Berlin - Die unter Ausrüstungsmängeln leidende Bundeswehr soll neue Waffen für einen hohen dreistelligen Millionenbetrag erhalten. Damit will Verteidigungsministerin Ursula von der Leyen (59, CDU) die größten Löcher bei der Truppe stopfen.

Sechs "Hercules"-Transportflugzeuge sollen für die Bundeswehr angeschafft werden.
Sechs "Hercules"-Transportflugzeuge sollen für die Bundeswehr angeschafft werden.  © dpa/Jens Büttner (Symbolbild)

Eine Liste des Verteidigungsministeriums beinhaltet 18 Posten mit einem jeweiligen Bestellwert von über 25 Millionen Euro, wie Handelsblatt und Bild-Zeitung berichteten.

Unter anderem auf dem Wunschzettel:

  • 18 neue Raketenwerfer (MARS II),
  • 7 Rettungshubschrauber
  • 6 "Hercules"-Transportflugzeuge
  • 32 Sattelzugmaschinen für den Transport von Waffensystemen
  • Gefechtsstände
  • Fernmeldetechnik für Fregatten
  • Schutzwesten

Die Bestellliste enthält den Berichten zufolge auch einen Leasingvertrag für israelische HeronTP-Drohnen.

Verteidigungsministerin Ursula von der Leyen (59, CDU) will die dringendsten Mängel bei der Bundeswehr beseitigen.
Verteidigungsministerin Ursula von der Leyen (59, CDU) will die dringendsten Mängel bei der Bundeswehr beseitigen.  © DPA

Darauf hatten sich Union und SPD in ihrer Koalitionsvereinbarung verständigt.
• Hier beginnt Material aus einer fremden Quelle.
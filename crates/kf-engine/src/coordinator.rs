//! Hybrid reference coordinator: decides which reference keys are missing or
//! incomplete, derives rows for them from fact data, tags provenance and drives
//! the upsert executor, one foreign-key config at a time in dependency order.

use crate::aggregate::{group_rows, Aggregator, KeyGroup};
use crate::error::{EngineError, EngineResult};
use crate::executor::UpsertExecutor;
use crate::retry::RetryPolicy;
use chrono::{DateTime, Utc};
use kf_core::value::display_text;
use kf_core::{
    resolve_order, BackfillColumnMapping, BackfillMode, DomainConfig, ExistingProbe, ExistingRow,
    FactBatch, ForeignKeyConfig, Provenance, ReferenceRecord, RunMode, RunSummary, TableStatus,
    TableSummary, TargetColumn, TrackingColumns,
};
use kf_db::ReferenceStore;
use kf_expr::ExpressionEvaluator;
use kf_sql::{dialect_for, ReferenceTableDialect, UpsertStatement};
use serde_json::Value;
use std::collections::{HashMap, HashSet};

/// Maximum keys per existence query
pub const PROBE_CHUNK_SIZE: usize = 500;

/// Runs backfill passes for fact domains against one reference store.
///
/// Holds no state between runs; everything a run needs is passed in.
pub struct HybridReferenceCoordinator<'a> {
    store: &'a dyn ReferenceStore,
    dialect: Box<dyn ReferenceTableDialect>,
    evaluator: ExpressionEvaluator,
    tracking: TrackingColumns,
    retry: RetryPolicy,
}

impl<'a> HybridReferenceCoordinator<'a> {
    /// Coordinator using the dialect matching the store's database type
    pub fn new(store: &'a dyn ReferenceStore, tracking: TrackingColumns) -> Self {
        Self::with_dialect(store, dialect_for(store.db_type()), tracking)
    }

    pub fn with_dialect(
        store: &'a dyn ReferenceStore,
        dialect: Box<dyn ReferenceTableDialect>,
        tracking: TrackingColumns,
    ) -> Self {
        Self {
            store,
            dialect,
            evaluator: ExpressionEvaluator::new(),
            tracking,
            retry: RetryPolicy::default(),
        }
    }

    /// Replace the policy used when a pass hits a transient database error
    pub fn with_retry_policy(mut self, retry: RetryPolicy) -> Self {
        self.retry = retry;
        self
    }

    /// Backfill every foreign-key config of one domain from `batch`.
    ///
    /// Configuration problems are returned as errors before the store is
    /// touched. Failures after that are reported per config in the summary: a
    /// failed config halts everything that depends on it, directly or not,
    /// while unrelated configs still run.
    pub fn run(
        &self,
        domain: &str,
        config: &DomainConfig,
        batch: &FactBatch,
        mode: RunMode,
    ) -> EngineResult<RunSummary> {
        config.validate(domain, &self.evaluator, &self.tracking)?;
        let order = resolve_order(domain, &config.foreign_keys)?;

        log::info!(
            "Backfilling domain '{}': {} foreign keys, {} fact rows ({:?})",
            domain,
            order.len(),
            batch.num_rows(),
            mode
        );

        let mut summary = RunSummary::new(domain, mode);
        let derived_at = Utc::now();
        let mut halted: HashSet<&str> = HashSet::new();

        for fk in order {
            if let Some(dep) = fk.depends_on.iter().find(|d| halted.contains(d.as_str())) {
                log::warn!(
                    "Skipping '{}': prerequisite '{}' did not complete",
                    fk.name,
                    dep
                );
                halted.insert(fk.name.as_str());
                summary.tables.push(TableSummary::blocked(
                    fk.name.as_str(),
                    fk.qualified_table(),
                    dep.as_str(),
                ));
                continue;
            }

            let table = match self.backfill_with_retry(domain, fk, batch, mode, derived_at) {
                Ok(table) => table,
                Err(e) => {
                    log::error!(
                        "Backfill of '{}' into '{}' failed: {}",
                        fk.name,
                        fk.qualified_table(),
                        e
                    );
                    halted.insert(fk.name.as_str());
                    TableSummary::failed(
                        fk.name.as_str(),
                        fk.qualified_table(),
                        e.to_string(),
                        e.is_retryable(),
                    )
                }
            };
            summary.tables.push(table);
        }

        summary.finish();
        Ok(summary)
    }

    /// Run one config, starting over from the probe after a transient error.
    ///
    /// A failed statement wrote nothing, so a fresh probe sees whatever a
    /// concurrent writer committed in the meantime and the counts stay exact.
    fn backfill_with_retry(
        &self,
        domain: &str,
        fk: &ForeignKeyConfig,
        batch: &FactBatch,
        mode: RunMode,
        derived_at: DateTime<Utc>,
    ) -> EngineResult<TableSummary> {
        let mut attempts = 0;
        loop {
            attempts += 1;
            match self.backfill(domain, fk, batch, mode, derived_at) {
                Err(e) if e.is_retryable() && self.retry.should_retry(attempts) => {
                    let delay = self.retry.delay(attempts - 1);
                    log::warn!(
                        "Transient failure backfilling '{}' (attempt {}/{}), retrying in {:?}: {}",
                        fk.name,
                        attempts,
                        self.retry.max_attempts,
                        delay,
                        e
                    );
                    std::thread::sleep(delay);
                }
                outcome => return outcome,
            }
        }
    }

    /// Process one foreign-key config
    fn backfill(
        &self,
        domain: &str,
        fk: &ForeignKeyConfig,
        batch: &FactBatch,
        mode: RunMode,
        derived_at: DateTime<Utc>,
    ) -> EngineResult<TableSummary> {
        let table = fk.qualified_table();
        if !batch.has_column(&fk.source_column) {
            log::info!(
                "Fact batch has no column '{}', nothing to backfill for '{}'",
                fk.source_column,
                fk.name
            );
            return Ok(TableSummary::new(
                fk.name.as_str(),
                table,
                TableStatus::NoSourceColumn,
            ));
        }

        let mappings = active_mappings(fk, batch)?;
        let columns: Vec<TargetColumn> = mappings.iter().map(|m| m.target_column()).collect();
        let status = match mode {
            RunMode::Apply => TableStatus::Applied,
            RunMode::Plan => TableStatus::Planned,
        };
        let mut summary = TableSummary::new(fk.name.as_str(), table.clone(), status);

        let groups = group_rows(batch, fk);
        if groups.is_empty() {
            return Ok(summary);
        }

        let existing = self.probe_existing(fk, &columns, &groups)?;

        // Missing keys always need a row; present ones only if they may gain values
        let fill_nulls = fk.mode == BackfillMode::FillNullOnly;
        let has_arrays = columns.iter().any(TargetColumn::is_array);
        let candidates: Vec<&KeyGroup> = groups
            .iter()
            .filter(|g| match existing.get(&g.key_text) {
                None => true,
                Some(row) => has_arrays || (fill_nulls && !row.null_columns.is_empty()),
            })
            .collect();
        summary.skipped = groups.len() - candidates.len();

        let aggregated =
            Aggregator::new(domain, fk, &mappings, batch, &self.evaluator).aggregate(&candidates);
        summary.errors = aggregated.errors;

        let mut records: Vec<ReferenceRecord> = Vec::with_capacity(aggregated.records.len());
        for mut record in aggregated.records {
            match existing.get(&record.key_text) {
                None => summary.inserted += 1,
                Some(row) if enriches(row, &columns, &record, fill_nulls) => summary.updated += 1,
                Some(_) => {
                    summary.skipped += 1;
                    continue;
                }
            }
            record.provenance = Some(Provenance::auto_derived(domain, derived_at));
            records.push(record);
        }

        if records.is_empty() {
            log::info!(
                "'{}': all {} keys already present and complete",
                fk.name,
                summary.skipped
            );
            return Ok(summary);
        }

        let stmt = UpsertStatement {
            table,
            key_column: fk.target_key.clone(),
            columns,
            records,
            mode: fk.mode,
            tracking: self.tracking.clone(),
        };
        let execution =
            UpsertExecutor::new(self.store, self.dialect.as_ref()).execute(&stmt, mode)?;
        summary.statement = Some(execution.sql);

        log::info!(
            "'{}' -> {}: {} inserted, {} updated, {} skipped, {} row errors",
            fk.name,
            stmt.table,
            summary.inserted,
            summary.updated,
            summary.skipped,
            summary.errors.len()
        );
        Ok(summary)
    }

    /// What the reference table holds for the batch's keys
    fn probe_existing(
        &self,
        fk: &ForeignKeyConfig,
        columns: &[TargetColumn],
        groups: &[KeyGroup],
    ) -> EngineResult<HashMap<String, ExistingRow>> {
        let null_check_columns: Vec<String> = if fk.mode == BackfillMode::FillNullOnly {
            columns
                .iter()
                .filter(|c| !c.is_array())
                .map(|c| c.name.clone())
                .collect()
        } else {
            Vec::new()
        };
        let array_columns: Vec<String> = columns
            .iter()
            .filter(|c| c.is_array())
            .map(|c| c.name.clone())
            .collect();

        let mut existing = HashMap::with_capacity(groups.len());
        for chunk in groups.chunks(PROBE_CHUNK_SIZE) {
            let probe = ExistingProbe {
                table: fk.qualified_table(),
                key_column: fk.target_key.clone(),
                null_check_columns: null_check_columns.clone(),
                array_columns: array_columns.clone(),
                keys: chunk.iter().map(|g| g.key.clone()).collect(),
            };
            let sql = self.dialect.existing_key_query(&probe);
            existing.extend(self.store.fetch_existing(&sql, &probe)?);
        }
        log::debug!(
            "'{}': {} of {} keys already present in {}",
            fk.name,
            existing.len(),
            groups.len(),
            fk.qualified_table()
        );
        Ok(existing)
    }
}

/// Mappings whose fact columns are all present.
///
/// An optional mapping with absent columns is dropped for this run; a
/// required one fails the config.
fn active_mappings<'c>(
    fk: &'c ForeignKeyConfig,
    batch: &FactBatch,
) -> EngineResult<Vec<&'c BackfillColumnMapping>> {
    let mut active = Vec::with_capacity(fk.backfill_columns.len());
    for mapping in &fk.backfill_columns {
        let missing = mapping
            .required_fact_columns()
            .into_iter()
            .find(|c| !batch.has_column(c));
        match missing {
            None => active.push(mapping),
            Some(column) if mapping.optional => {
                log::debug!(
                    "Dropping optional column '{}' of '{}': fact batch has no '{}'",
                    mapping.target,
                    fk.name,
                    column
                );
            }
            Some(column) => {
                return Err(EngineError::MissingFactColumn {
                    fk: fk.name.to_string(),
                    target: mapping.target.clone(),
                    column: column.to_string(),
                })
            }
        }
    }
    Ok(active)
}

/// Whether upserting `record` would change the stored row
fn enriches(
    row: &ExistingRow,
    columns: &[TargetColumn],
    record: &ReferenceRecord,
    fill_nulls: bool,
) -> bool {
    columns.iter().zip(&record.values).any(|(column, value)| {
        if column.is_array() {
            // a null array is raised to the empty floor even when nothing is added
            if row.null_arrays.contains(&column.name) {
                return true;
            }
            let stored: HashSet<String> = row
                .arrays
                .get(&column.name)
                .map(|items| items.iter().map(display_text).collect())
                .unwrap_or_default();
            array_items(value)
                .iter()
                .any(|item| !stored.contains(&display_text(item)))
        } else {
            fill_nulls && row.null_columns.contains(&column.name) && !value.is_null()
        }
    })
}

fn array_items(value: &Value) -> Vec<&Value> {
    match value {
        Value::Array(items) => items.iter().filter(|v| !v.is_null()).collect(),
        Value::Null => Vec::new(),
        single => vec![single],
    }
}

#[cfg(test)]
#[path = "coordinator_test.rs"]
mod tests;
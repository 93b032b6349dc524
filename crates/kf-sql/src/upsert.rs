//! Dialect-neutral description of one batched insert-or-merge statement

use crate::error::{SqlError, SqlResult};
use kf_core::{BackfillMode, QualifiedTable, ReferenceRecord, TargetColumn, TrackingColumns};

/// Everything needed to render the single upsert for one reference table in one run.
#[derive(Debug, Clone)]
pub struct UpsertStatement {
    pub table: QualifiedTable,
    /// Conflict target
    pub key_column: String,
    /// Backfill columns, aligned with each record's `values`
    pub columns: Vec<TargetColumn>,
    pub records: Vec<ReferenceRecord>,
    pub mode: BackfillMode,
    pub tracking: TrackingColumns,
}

impl UpsertStatement {
    /// Check the statement is renderable
    pub fn validate(&self) -> SqlResult<()> {
        if self.records.is_empty() {
            return Err(SqlError::NoRecords(self.table.to_string()));
        }
        for record in &self.records {
            if record.values.len() != self.columns.len() {
                return Err(SqlError::RecordShape {
                    key: record.key_text.clone(),
                    expected: self.columns.len(),
                    actual: record.values.len(),
                });
            }
        }
        Ok(())
    }

    /// Columns rewritten when the key already exists.
    ///
    /// Array columns always merge. Scalar columns are null-guarded, and only
    /// under `fill_null_only`. Provenance columns are never touched on conflict.
    pub fn conflict_columns(&self) -> Vec<&TargetColumn> {
        self.columns
            .iter()
            .filter(|c| c.is_array() || self.mode == BackfillMode::FillNullOnly)
            .collect()
    }

    /// All inserted column names: key, backfill columns, then provenance columns
    pub fn insert_column_names(&self) -> Vec<&str> {
        let mut names = vec![self.key_column.as_str()];
        names.extend(self.columns.iter().map(|c| c.name.as_str()));
        names.extend(self.tracking.names());
        names
    }
}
Der Leasingvertrag kostet demnach für drei Jahre insgesamt gut eine Milliarde Euro.

Den Auftrag für den Einsatz ukrainischer Antonow-Transportflugzeuge wolle das Ministerium für den Zeitraum 2019 bis 2021 verlängern, um Lufttransporte nicht nur vom pannenanfälligen Transporter A400M abhängig zu machen. Hinzu kommen Verbesserungsvorhaben für den Schützenpanzer Puma und einen Instandhaltungsvertrag für den Hubschrauber NH90.

Laut Handelsblatt bezeichnen die Beamten des Verteidigungsministeriums ihre Liste als "vorläufig". Es werde "ganz wesentlich davon abhängen, wann und mit welcher Finanzausstattung das Haushaltsgesetz verkündet wird", schreiben sie.

Der ursprüngliche Haushaltsplan des früheren Finanzministers Wolfgang Schäuble (75, CDU) sah vor, dass der Verteidigungsetat von 37 Milliarden Euro 2017 auf 42,4 Milliarden Euro 2021 steigen soll. Im Koalitionsvertrag vereinbart wurden 250 Millionen Euro extra pro Jahr für die Truppe.

Finanzminister Olaf Scholz (59, SPD) will bis Ende April einen Entwurf für den diesjährigen Bundeshaushalt aufstellen. Er soll bis Anfang Juli vom Bundestag beschlossen werden.

Von der Leyen hatte bereits am Wochenende betont, die zusätzlichen Mittel seien "zwingend für europäische Zukunftsprojekte mit Frankreich, Norwegen, den Niederländern oder die persönliche Ausrüstung unserer Soldaten".

"Es geht um die Zukunftsfähigkeit unserer Bundeswehr und die Verlässlichkeit Deutschlands gegenüber unseren engen Partnern", hatte die Verteidigungsministerin in der Bild am Sonntag klargestellt.